French missionary (1852-1900

Rémy Isoré (22 January 1852 – 19 June 1900) was a French Jesuit priest who was killed during the Boxer Rebellion in China. He was declared a saint by Pope John Paul II in 2000.

== Early life and education ==
Isoré was born in Bambecque, France on 22 January 1852. He studied to become a priest for his own diocese in the diocesan seminary at Cambrai. He decided to join the Society of Jesus and so joined the Jesuit seminary at Saint-Acheul. He taught in the secondary school and also studied Theology in Jersey.

== Mission in China ==
Remy had asked his superiors to send him to Zambia, but he was sent to China to evangelize. He arrived in China in 1882. On 31 July 1886, Isoré was ordained a priest.
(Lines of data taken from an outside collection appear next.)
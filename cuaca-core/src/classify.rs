//! Weather-code classification.
//!
//! Open-Meteo reports current conditions as a WMO weather code. This
//! module converts the raw integer into a closed enum at the boundary,
//! then maps it to the Indonesian status label shown to the user and to
//! the icon category that selects the animation asset.

/// WMO weather code as reported by Open-Meteo, converted from the raw
/// provider integer via [`WeatherCode::from_code`].
///
/// Codes the product does not know are kept as `Unrecognized` with the
/// original value, so they can still be logged and classified (they get
/// the unknown-status label and the clear icon).
#[derive(Debug, Clone, Copy, PartialEq, Eq, Hash)]
pub enum WeatherCode {
    ClearSky,
    MainlyClear,
    PartlyCloudy,
    Overcast,
    Fog,
    RimeFog,
    LightDrizzle,
    ModerateDrizzle,
    DenseDrizzle,
    LightFreezingDrizzle,
    DenseFreezingDrizzle,
    SlightRain,
    ModerateRain,
    HeavyRain,
    LightFreezingRain,
    HeavyFreezingRain,
    SlightSnow,
    ModerateSnow,
    HeavySnow,
    SnowGrains,
    SlightRainShowers,
    ModerateRainShowers,
    ViolentRainShowers,
    SlightSnowShowers,
    HeavySnowShowers,
    Thunderstorm,
    ThunderstormSlightHail,
    ThunderstormHeavyHail,
    Unrecognized(u16),
}

impl WeatherCode {
    pub fn from_code(code: u16) -> Self {
        match code {
            0 => WeatherCode::ClearSky,
            1 => WeatherCode::MainlyClear,
            2 => WeatherCode::PartlyCloudy,
            3 => WeatherCode::Overcast,
            45 => WeatherCode::Fog,
            48 => WeatherCode::RimeFog,
            51 => WeatherCode::LightDrizzle,
            53 => WeatherCode::ModerateDrizzle,
            55 => WeatherCode::DenseDrizzle,
            56 => WeatherCode::LightFreezingDrizzle,
            57 => WeatherCode::DenseFreezingDrizzle,
            61 => WeatherCode::SlightRain,
            63 => WeatherCode::ModerateRain,
            65 => WeatherCode::HeavyRain,
            66 => WeatherCode::LightFreezingRain,
            67 => WeatherCode::HeavyFreezingRain,
            71 => WeatherCode::SlightSnow,
            73 => WeatherCode::ModerateSnow,
            75 => WeatherCode::HeavySnow,
            77 => WeatherCode::SnowGrains,
            80 => WeatherCode::SlightRainShowers,
            81 => WeatherCode::ModerateRainShowers,
            82 => WeatherCode::ViolentRainShowers,
            85 => WeatherCode::SlightSnowShowers,
            86 => WeatherCode::HeavySnowShowers,
            95 => WeatherCode::Thunderstorm,
            96 => WeatherCode::ThunderstormSlightHail,
            99 => WeatherCode::ThunderstormHeavyHail,
            other => WeatherCode::Unrecognized(other),
        }
    }

    /// The raw WMO integer this variant stands for.
    pub fn code(&self) -> u16 {
        match self {
            WeatherCode::ClearSky => 0,
            WeatherCode::MainlyClear => 1,
            WeatherCode::PartlyCloudy => 2,
            WeatherCode::Overcast => 3,
            WeatherCode::Fog => 45,
            WeatherCode::RimeFog => 48,
            WeatherCode::LightDrizzle => 51,
            WeatherCode::ModerateDrizzle => 53,
            WeatherCode::DenseDrizzle => 55,
            WeatherCode::LightFreezingDrizzle => 56,
            WeatherCode::DenseFreezingDrizzle => 57,
            WeatherCode::SlightRain => 61,
            WeatherCode::ModerateRain => 63,
            WeatherCode::HeavyRain => 65,
            WeatherCode::LightFreezingRain => 66,
            WeatherCode::HeavyFreezingRain => 67,
            WeatherCode::SlightSnow => 71,
            WeatherCode::ModerateSnow => 73,
            WeatherCode::HeavySnow => 75,
            WeatherCode::SnowGrains => 77,
            WeatherCode::SlightRainShowers => 80,
            WeatherCode::ModerateRainShowers => 81,
            WeatherCode::ViolentRainShowers => 82,
            WeatherCode::SlightSnowShowers => 85,
            WeatherCode::HeavySnowShowers => 86,
            WeatherCode::Thunderstorm => 95,
            WeatherCode::ThunderstormSlightHail => 96,
            WeatherCode::ThunderstormHeavyHail => 99,
            WeatherCode::Unrecognized(raw) => *raw,
        }
    }
}

/// Which animation asset to play for a given weather code.
#[derive(Debug, Clone, Copy, PartialEq, Eq, Hash)]
pub enum IconKind {
    Clear,
    PartlyCloudy,
    Cloudy,
    Rainy,
    Thunderstorm,
}

impl IconKind {
    /// Asset base name, matching the bundled animation files.
    pub fn asset_name(&self) -> &'static str {
        match self {
            IconKind::Clear => "clear-day",
            IconKind::PartlyCloudy => "partly-cloudy-day",
            IconKind::Cloudy => "cloudy",
            IconKind::Rainy => "rainy",
            IconKind::Thunderstorm => "thunderstorm",
        }
    }

    pub const fn all() -> &'static [IconKind] {
        &[
            IconKind::Clear,
            IconKind::PartlyCloudy,
            IconKind::Cloudy,
            IconKind::Rainy,
            IconKind::Thunderstorm,
        ]
    }
}

/// Presentation pair derived from a weather code.
#[derive(Debug, Clone, Copy, PartialEq, Eq)]
pub struct Classification {
    pub status: &'static str,
    pub icon: IconKind,
}

/// Classify a weather code into its status label and icon category.
///
/// Total over all codes: unrecognized input gets the unknown-status
/// label and the clear icon. Label and icon are looked up independently;
/// the pairing per code is pinned down by the tests below.
pub fn classify(code: WeatherCode) -> Classification {
    Classification { status: status_label(code), icon: icon_for(code) }
}

fn status_label(code: WeatherCode) -> &'static str {
    match code {
        WeatherCode::ClearSky => "Cerah",
        WeatherCode::MainlyClear => "Cerah Berawan",
        WeatherCode::PartlyCloudy => "Berawan",
        WeatherCode::Overcast => "Berawan Tebal",
        WeatherCode::Fog => "Kabut",
        WeatherCode::RimeFog => "Kabut Beku",
        WeatherCode::LightDrizzle => "Hujan Ringan",
        WeatherCode::ModerateDrizzle => "Hujan Sedang",
        WeatherCode::DenseDrizzle => "Hujan Lebat",
        WeatherCode::LightFreezingDrizzle => "Hujan Ringan Beku",
        WeatherCode::DenseFreezingDrizzle => "Hujan Lebat Beku",
        WeatherCode::SlightRain => "Hujan Singkat",
        WeatherCode::ModerateRain => "Hujan Sedang",
        WeatherCode::HeavyRain => "Hujan Lebat",
        WeatherCode::LightFreezingRain => "Hujan Singkat Beku",
        WeatherCode::HeavyFreezingRain => "Hujan Lebat Beku",
        WeatherCode::SlightSnow => "Salju Ringan",
        WeatherCode::ModerateSnow => "Salju Sedang",
        WeatherCode::HeavySnow => "Salju Lebat",
        WeatherCode::SnowGrains => "Salju Ringan",
        WeatherCode::SlightRainShowers => "Hujan Ringan",
        WeatherCode::ModerateRainShowers => "Hujan Sedang",
        WeatherCode::ViolentRainShowers => "Hujan Lebat",
        WeatherCode::SlightSnowShowers => "Salju Ringan",
        WeatherCode::HeavySnowShowers => "Salju Lebat",
        WeatherCode::Thunderstorm => "Badai Petir Ringan",
        WeatherCode::ThunderstormSlightHail => "Badai Petir dengan Hujan",
        WeatherCode::ThunderstormHeavyHail => "Badai Petir dengan Hujan Lebat",
        WeatherCode::Unrecognized(_) => "Status Cuaca Tidak Diketahui",
    }
}

fn icon_for(code: WeatherCode) -> IconKind {
    match code {
        WeatherCode::ClearSky => IconKind::Clear,
        WeatherCode::MainlyClear => IconKind::PartlyCloudy,
        WeatherCode::PartlyCloudy | WeatherCode::Overcast => IconKind::Cloudy,
        WeatherCode::Fog | WeatherCode::RimeFog => IconKind::Cloudy,
        WeatherCode::LightDrizzle
        | WeatherCode::ModerateDrizzle
        | WeatherCode::DenseDrizzle
        | WeatherCode::LightFreezingDrizzle
        | WeatherCode::DenseFreezingDrizzle
        | WeatherCode::SlightRain
        | WeatherCode::ModerateRain
        | WeatherCode::HeavyRain
        | WeatherCode::LightFreezingRain
        | WeatherCode::HeavyFreezingRain
        | WeatherCode::SlightRainShowers
        | WeatherCode::ModerateRainShowers
        | WeatherCode::ViolentRainShowers => IconKind::Rainy,
        // No snow animation asset shipped; snow keeps its status label
        // but falls back to the clear icon.
        WeatherCode::SlightSnow
        | WeatherCode::ModerateSnow
        | WeatherCode::HeavySnow
        | WeatherCode::SnowGrains
        | WeatherCode::SlightSnowShowers
        | WeatherCode::HeavySnowShowers => IconKind::Clear,
        WeatherCode::Thunderstorm
        | WeatherCode::ThunderstormSlightHail
        | WeatherCode::ThunderstormHeavyHail => IconKind::Thunderstorm,
        WeatherCode::Unrecognized(_) => IconKind::Clear,
    }
}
After ordination he worked in many different roles in China.

== Death ==
Isoré was stationed at Weixian, in Zhili, Tianjin at the time of rise of the Boxer Rebellion. After hearing news of the rebels heading to his parish, he went to the nearby Jesuit mission in Wuyi. Modeste Andlauer was in charge of this mission. Next afternoon, on 19 July 1900, Andlaeur and Isoré were beheaded by the rebels while kneeling and praying. Their heads were displayed at the village entrance gate as a warning message for other Christians.

== Canonization ==
Isoré was beatified by Pius XII on 17 April 1956 and canonized by Pope John Paul II on 1 Oct 2000 along with other Chinese Martyrs.